The sampling intention does not process the special symbols of the input data, different special symbols have no substantial influence on intention recognition, but the existence of the sampling intention can occupy the length of the processed characters in a character form, so that the PET prediction length cannot be effectively shortened, the training effect is influenced, and the convergence is slow.
The invention can reserve the characteristic of input data with special symbols by setting the preset characters at the head of the duplicate removal sample on the basis of reserving the character arrangement of the training sample, but effectively solves the problem of PET prediction length.
Optionally, each of the de-duplicated samples in the de-duplicated sample set is compressed according to the word frequency list, so as to obtain a compressed sample set, where the compressed sample set includes a plurality of compressed samples, and the compressed samples correspond to the de-duplicated samples one to one.

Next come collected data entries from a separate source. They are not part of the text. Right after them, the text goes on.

//! Persistent collections with structural sharing.
//!
//! A thin wrapper around the `im` crate's ordered map, giving tables and
//! indices O(1) snapshots and deterministic iteration order.

use std::borrow::Borrow;
use std::fmt;
use std::iter::FromIterator;

#[cfg(feature = "serde")]
use serde::{Deserialize, Serialize};

/// Persistent ordered map with structural sharing.
///
/// Cloning is O(1). Modifications return a new map sharing structure
/// with the original. Iteration is in ascending key order.
#[derive(Clone)]
#[cfg_attr(feature = "serde", derive(Serialize, Deserialize))]
pub struct LtMap<K, V>(im::OrdMap<K, V>)
where
    K: Ord + Clone,
    V: Clone;

impl<K: Ord + Clone, V: Clone> LtMap<K, V> {
    /// Creates an empty map.
    #[must_use]
    pub fn new() -> Self {
        Self(im::OrdMap::new())
    }

    /// Returns the number of entries.
    #[must_use]
    pub fn len(&self) -> usize {
        self.0.len()
    }

    /// Returns true if the map is empty.
    #[must_use]
    pub fn is_empty(&self) -> bool {
        self.0.is_empty()
    }

    /// Gets a value by key.
    #[must_use]
    pub fn get<Q>(&self, key: &Q) -> Option<&V>
    where
        K: Borrow<Q>,
        Q: Ord + ?Sized,
    {
        self.0.get(key)
    }

    /// Returns true if the map contains the key.
    #[must_use]
    pub fn contains_key<Q>(&self, key: &Q) -> bool
    where
        K: Borrow<Q>,
        Q: Ord + ?Sized,
    {
        self.0.contains_key(key)
    }

    /// Returns a new map with the key-value pair inserted.
    #[must_use]
    pub fn insert(&self, key: K, value: V) -> Self {
        let mut new = self.0.clone();
        new.insert(key, value);
        Self(new)
    }

    /// Returns a new map with the key removed.
    #[must_use]
    pub fn remove<Q>(&self, key: &Q) -> Self
    where
        K: Borrow<Q>,
        Q: Ord + ?Sized,
    {
        let mut new = self.0.clone();
        new.remove(key);
        Self(new)
    }

    /// Returns an iterator over key-value pairs in key order.
    pub fn iter(&self) -> impl Iterator<Item = (&K, &V)> {
        self.0.iter()
    }
}

impl<K: Ord + Clone, V: Clone> Default for LtMap<K, V> {
    fn default() -> Self {
        Self::new()
    }
}

impl<K: Ord + Clone + fmt::Debug, V: Clone + fmt::Debug> fmt::Debug for LtMap<K, V> {
    fn fmt(&self, f: &mut fmt::Formatter<'_>) -> fmt::Result {
        f.debug_map().entries(self.iter()).finish()
    }
}

impl<K: Ord + Clone, V: Clone + PartialEq> PartialEq for LtMap<K, V> {
    fn eq(&self, other: &Self) -> bool {
        self.0 == other.0
    }
}

impl<K: Ord + Clone, V: Clone + Eq> Eq for LtMap<K, V> {}

impl<K: Ord + Clone, V: Clone> FromIterator<(K, V)> for LtMap<K, V> {
    fn from_iter<I: IntoIterator<Item = (K, V)>>(iter: I) -> Self {
        Self(im::OrdMap::from_iter(iter))
    }
}
//! Cell values stored in table rows.

use std::fmt;
use std::sync::Arc;

use chrono::{DateTime, SecondsFormat, Utc};

#[cfg(feature = "serde")]
use serde::{Deserialize, Serialize};

use crate::id::RowId;
use crate::types::Type;

/// A single cell value.
///
/// Values are immutable and cheaply cloneable.
#[derive(Clone, PartialEq, Eq, Hash)]
#[cfg_attr(feature = "serde", derive(Serialize, Deserialize))]
pub enum Value {
    /// The nil value (represents absence, SQL `NULL`).
    Nil,
    /// Boolean value.
    Bool(bool),
    /// Text value.
    Text(Arc<str>),
    /// UTC timestamp.
    Timestamp(DateTime<Utc>),
    /// Reference to a row in another table.
    Ref(RowId),
}

impl Value {
    /// Returns the type of this value.
    #[must_use]
    pub fn value_type(&self) -> Type {
        match self {
            Self::Nil => Type::Nil,
            Self::Bool(_) => Type::Bool,
            Self::Text(_) => Type::Text,
            Self::Timestamp(_) => Type::Timestamp,
            Self::Ref(_) => Type::Ref,
        }
    }

    /// Returns true if this value is nil.
    #[must_use]
    pub const fn is_nil(&self) -> bool {
        matches!(self, Self::Nil)
    }

    /// Attempts to extract a boolean value.
    #[must_use]
    pub const fn as_bool(&self) -> Option<bool> {
        match self {
            Self::Bool(b) => Some(*b),
            _ => None,
        }
    }

    /// Attempts to extract a text reference.
    #[must_use]
    pub fn as_str(&self) -> Option<&str> {
        match self {
            Self::Text(s) => Some(s),
            _ => None,
        }
    }

    /// Attempts to extract a timestamp.
    #[must_use]
    pub const fn as_timestamp(&self) -> Option<DateTime<Utc>> {
        match self {
            Self::Timestamp(t) => Some(*t),
            _ => None,
        }
    }

    /// Attempts to extract a row reference.
    #[must_use]
    pub const fn as_ref_id(&self) -> Option<RowId> {
        match self {
            Self::Ref(id) => Some(*id),
            _ => None,
        }
    }
}

impl From<bool> for Value {
    fn from(b: bool) -> Self {
        Self::Bool(b)
    }
}

impl From<&str> for Value {
    fn from(s: &str) -> Self {
        Self::Text(Arc::from(s))
    }
}

impl From<String> for Value {
    fn from(s: String) -> Self {
        Self::Text(Arc::from(s))
    }
}

impl From<DateTime<Utc>> for Value {
    fn from(t: DateTime<Utc>) -> Self {
        Self::Timestamp(t)
    }
}

impl From<RowId> for Value {
    fn from(id: RowId) -> Self {
        Self::Ref(id)
    }
}

impl<T: Into<Value>> From<Option<T>> for Value {
    fn from(opt: Option<T>) -> Self {
        opt.map_or(Self::Nil, Into::into)
    }
}

impl fmt::Debug for Value {
    fn fmt(&self, f: &mut fmt::Formatter<'_>) -> fmt::Result {
        match self {
            Self::Nil => write!(f, "nil"),
            Self::Bool(b) => write!(f, "{b}"),
            Self::Text(s) => write!(f, "{s:?}"),
            Self::Timestamp(t) => write!(f, "{}", t.to_rfc3339_opts(SecondsFormat::Micros, true)),
            Self::Ref(id) => write!(f, "{id:?}"),
        }
    }
}

impl fmt::Display for Value {
    fn fmt(&self, f: &mut fmt::Formatter<'_>) -> fmt::Result {
        match self {
            Self::Nil => write!(f, "nil"),
            Self::Bool(b) => write!(f, "{b}"),
            Self::Text(s) => write!(f, "{s}"),
            Self::Timestamp(t) => write!(f, "{}", t.to_rfc3339_opts(SecondsFormat::Secs, true)),
            Self::Ref(id) => write!(f, "{id}"),
        }
    }
}
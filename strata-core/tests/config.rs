/// Checker configuration: loading, error limits and warning switches.
use std::io::Write;

use strata_ast::build::{Builder, FnSig};
use strata_ast::{DeclRef, Scope, Type};
use strata_core::{Checker, CheckerConfig, ConfigError, ErrorKind};

/// `n` functions, each referring to an undeclared name once.
fn broken_functions(b: &Builder, n: usize) -> Vec<DeclRef> {
    (0..n)
        .map(|i| {
            b.fn_decl(
                &format!("f{i}"),
                vec![],
                Type::void(),
                b.exp_s(b.var(&format!("missing{i}"))),
            )
        })
        .collect()
}

#[test]
fn every_error_is_reported_under_the_limit() {
    let b = Builder::new();
    let decls = broken_functions(&b, 4);
    let err = Checker::new().check_program(&decls).expect_err("four bad functions");
    assert_eq!(err.errors.len(), 4);
    assert_eq!(err.count(ErrorKind::Name), 4);
    assert!(err.warnings.is_empty());
}

#[test]
fn checking_stops_at_the_error_limit() {
    let b = Builder::new();
    let decls = broken_functions(&b, 6);
    let config = CheckerConfig {
        max_errors: 3,
        ..CheckerConfig::default()
    };
    let err = Checker::with_config(config)
        .check_program(&decls)
        .expect_err("six bad functions");
    assert_eq!(err.errors.len(), 3);
    assert_eq!(err.warnings.len(), 1);
    assert!(
        err.warnings[0].message.contains("too many errors"),
        "unexpected warning: {}",
        err.warnings[0].message
    );
}

#[test]
fn zero_limit_reports_everything() {
    let b = Builder::new();
    let decls = broken_functions(&b, 12);
    let config = CheckerConfig::from_toml_str("max_errors = 0").expect("valid config");
    let err = Checker::with_config(config)
        .check_program(&decls)
        .expect_err("twelve bad functions");
    assert_eq!(err.errors.len(), 12);
}

#[test]
fn fail_fast_stops_after_the_first_failing_declaration() {
    let b = Builder::new();
    let decls = broken_functions(&b, 5);
    let config =
        CheckerConfig::from_toml_str("[checker]\nfail_fast = true\n").expect("valid config");
    assert!(config.fail_fast);
    let err = Checker::with_config(config)
        .check_program(&decls)
        .expect_err("the first function is bad");
    assert_eq!(err.errors.len(), 1);
    assert!(err.errors[0].message.contains("missing0"));
}

#[test]
fn warnings_can_be_switched_off() {
    let b = Builder::new();
    let helper = || {
        b.fn_decl_sig(
            "helper",
            FnSig::new(Type::void()).scope(Scope::Static),
            b.skip(),
        )
    };

    let warnings = Checker::new().check_program(&[helper()]).expect("no errors");
    assert_eq!(warnings.len(), 1);

    let quiet = CheckerConfig::from_toml_str("warnings = false").expect("valid config");
    let warnings = Checker::with_config(quiet)
        .check_program(&[helper()])
        .expect("no errors");
    assert!(warnings.is_empty());
}

#[test]
fn config_file_is_loaded_from_disk() {
    let dir = std::env::temp_dir().join(format!("strata-config-{}", std::process::id()));
    std::fs::create_dir_all(&dir).expect("create temp dir");
    let path = dir.join("strata.toml");
    let mut file = std::fs::File::create(&path).expect("create config");
    writeln!(file, "[checker]\nmax_errors = 25\ndebug_flow = true").expect("write config");
    drop(file);

    let config = CheckerConfig::load(&path).expect("load config");
    assert_eq!(config.max_errors, 25);
    assert!(config.debug_flow);
    assert!(config.warnings);

    std::fs::remove_dir_all(&dir).ok();
}

#[test]
fn missing_file_is_an_io_error() {
    let err = CheckerConfig::load("/nonexistent/strata.toml").expect_err("no such file");
    assert!(matches!(err, ConfigError::Io { .. }), "{err}");
    assert!(err.to_string().contains("/nonexistent/strata.toml"));
}

#[test]
fn unknown_keys_are_rejected() {
    let err = CheckerConfig::from_toml_str("max_errorz = 3").expect_err("typo in key");
    assert!(matches!(err, ConfigError::Parse(_)), "{err}");
}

And inputting the compressed sample set into a mask language model which is constructed in advance for training, and outputting to obtain an intention recognition result.
According to the method for identifying the intention, the word frequency list is used for carrying out de-duplication processing on the training sample set, the size of the candidate word list is reduced, and the model convergence speed is effectively improved.
Referring to fig. 3, fig. 3 is a flowchart illustrating an intention recognition method according to another embodiment of the invention, which can be implemented by an intention recognition apparatus configured in an electronic device. The method comprises the following steps:
step 301, a training sample set is obtained, where the training sample set includes a plurality of training samples, each training sample is a character combination of an abstract intention, and the training samples at least include attention characters in an ordered arrangement.
Step 302, when the total number of characters in the training sample set after de-duplication is greater than or equal to a first threshold, acquiring a word frequency list corresponding to the training sample set. The word frequency list comprises the attention characters contained in the training sample set and the occurrence number of each attention character in the training sample set.
Step 303, performing character deduplication processing on each training sample in the training sample set to obtain a deduplication sample set.
For each deduplication sample, a character length for each deduplication sample is determined, step 304.
And 305, when the character length is greater than or equal to the second threshold, screening the duplicate removal samples according to the character frequency list to obtain screened samples corresponding to the duplicate removal samples.
And step 306, compressing the screening sample corresponding to the de-weight sample to obtain a compressed sample corresponding to the screening sample.
Step 307, adding the compressed sample corresponding to the screened sample to the compressed sample set.
And 308, determining the de-duplicated samples as compressed samples when the character length is smaller than a second threshold value for each de-duplicated sample. The compressed sample is added to the set of compressed samples.
And 309, inputting the compressed sample set into a pre-constructed mask language model for training, and outputting to obtain an intention recognition result, wherein the mask language model is used for filling the input compressed sample into a preset position in a language prompt template to be trained and then training.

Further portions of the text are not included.